School of Electrical and Computer Science Engineering, Shoolini University, Solan, Himachal Pradesh, 173212, India.
Recent Pat Biotechnol. 2021;15(1):34-50. doi: 10.2174/1872208314666201021162704.
The immediate automatic systemic monitoring and reporting of adverse drug reactions, improving the efficacy is the utmost need of the medical informatics community. The venturing of advanced digital technologies into the health sector has opened new avenues for rapid monitoring. In recent years, data shared through social media, mobile apps, and other social websites has increased manifolds requiring data mining techniques.
The objective of this report is to highlight the role of advanced technologies together with the traditional methods to proactively aid in the early detection of adverse drug reactions concerned with drug safety and pharmacovigilance.
A thorough search was conducted on papers and patents regarding pharmacovigilance. All articles with respect to the relevant subject were explored and mined from public repositories such as Pubmed, Google Scholar, Springer, ScienceDirect (Elsevier), Web of Science, etc. Results: The European Union's Innovative Medicines Initiative WEB-RADR project has emphasized the development of mobile applications and social media data for reporting adverse effects. Only relevant data has to be captured through the data mining algorithms (DMAs) as it plays an important role in timely prediction of risk with high accuracy using two popular approaches; the frequentist and Bayesian approach. Pharmacovigilance at the pre-marketing stage is useful for the prediction of adverse drug reactions in the early developmental stage of a drug. Later, post-marketing safety reports and clinical data reports are important to be monitored through electronic health records, prescription-event monitoring, spontaneous reporting databases, etc.
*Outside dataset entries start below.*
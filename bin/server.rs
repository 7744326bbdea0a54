// Finance Tracker - Web Server

use anyhow::Context;
use finance_tracker::api::{app_router, AppState};
use finance_tracker::logging::init_tracing;
use finance_tracker::{Config, TransactionStore};

#[tokio::main]
async fn main() -> anyhow::Result<()> {
    let config = Config::from_env()?;
    init_tracing("info", true);

    let store = TransactionStore::open(&config.db_path)
        .with_context(|| format!("Failed to open database at {}", config.db_path))?;
    tracing::info!(
        db_path = %config.db_path,
        transactions = store.count()?,
        "database ready"
    );

    let app = app_router(AppState::new(store), &config);

    let listener = tokio::net::TcpListener::bind(config.listen_addr)
        .await
        .with_context(|| format!("Failed to bind to {}", config.listen_addr))?;
    tracing::info!("Listening on {}", config.listen_addr);

    axum::serve(listener, app)
        .with_graceful_shutdown(shutdown_signal())
        .await
        .context("Server error")?;

    Ok(())
}

async fn shutdown_signal() {
    if let Err(e) = tokio::signal::ctrl_c().await {
        tracing::error!("failed to listen for shutdown signal: {}", e);
    }
    tracing::info!("shutting down");
}
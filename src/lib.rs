// Finance Tracker - Core Library
// Exposes all modules for use in CLI, API server, and tests

pub mod error;
pub mod models;
pub mod schema;     // Input validation
pub mod db;         // Transaction Store
pub mod summary;    // Aggregation: totals
pub mod health;     // Aggregation: health score
pub mod csv_io;
pub mod config;
pub mod logging;

#[cfg(feature = "server")]
pub mod api;

// Re-export commonly used types
pub use error::{Error, Result};
pub use models::{AmountInput, Category, NewTransaction, Transaction, TransactionInput};
pub use schema::{validate_transaction, DateRange, ValidationError};
pub use db::{
    ImportReport, RejectedRow, TransactionStore,
    setup_database, insert_transaction, get_transactions_in_range,
    import_transactions, verify_count,
};
pub use summary::{summarize, Summary, SummaryReport};
pub use health::{health_score, HealthLabel, HealthReport, HealthScore};
pub use csv_io::{import_csv, load_csv, write_csv, CsvRows};
pub use config::Config;

/// Library version
pub const VERSION: &str = env!("CARGO_PKG_VERSION");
Conclusion: The advanced technologies supplemented with traditional technologies are the need of the hour for evaluating a product's risk profile and reducing risk in population especially with comorbid conditions and on concomitant medications.
对药物不良反应进行即时自动的系统监测和报告,提高疗效是医学信息学界的迫切需求。先进数字技术涉足卫生领域为快速监测开辟了新途径。近年来,通过社交媒体、移动应用程序及其他社交网站共享的数据呈数倍增长,这需要数据挖掘技术。
本报告的目的是强调先进技术与传统方法在积极协助早期发现与药物安全和药物警戒相关的药物不良反应方面的作用。
对有关药物警戒警戒的论文和专利进行全面检索。从诸如PubMed、谷歌学术、施普林格、科学Direct(爱思唯尔)、科学网等公共数据库中搜索并挖掘所有相关主题的文章。结果:欧盟的创新药物计划WEB-RADR项目强调了开发用于报告不良反应的移动应用程序和社交媒体数据。只需通过数据挖掘算法(DMA)捕获相关数据,因为它在使用两种常用方法(频率论方法和贝叶斯方法)以高精度及时预测风险方面发挥着重要作用。上市前阶段的药物警戒有助于在药物早期研发阶段预测药物不良反应。之后,上市后安全报告和临床数据报告通过电子健康记录、处方事件监测、自发报告数据库等进行监测很重要。结论:先进技术辅以传统技术是评估产品风险状况和降低人群尤其是患有合并症和正在使用伴随药物人群风险的当务之急。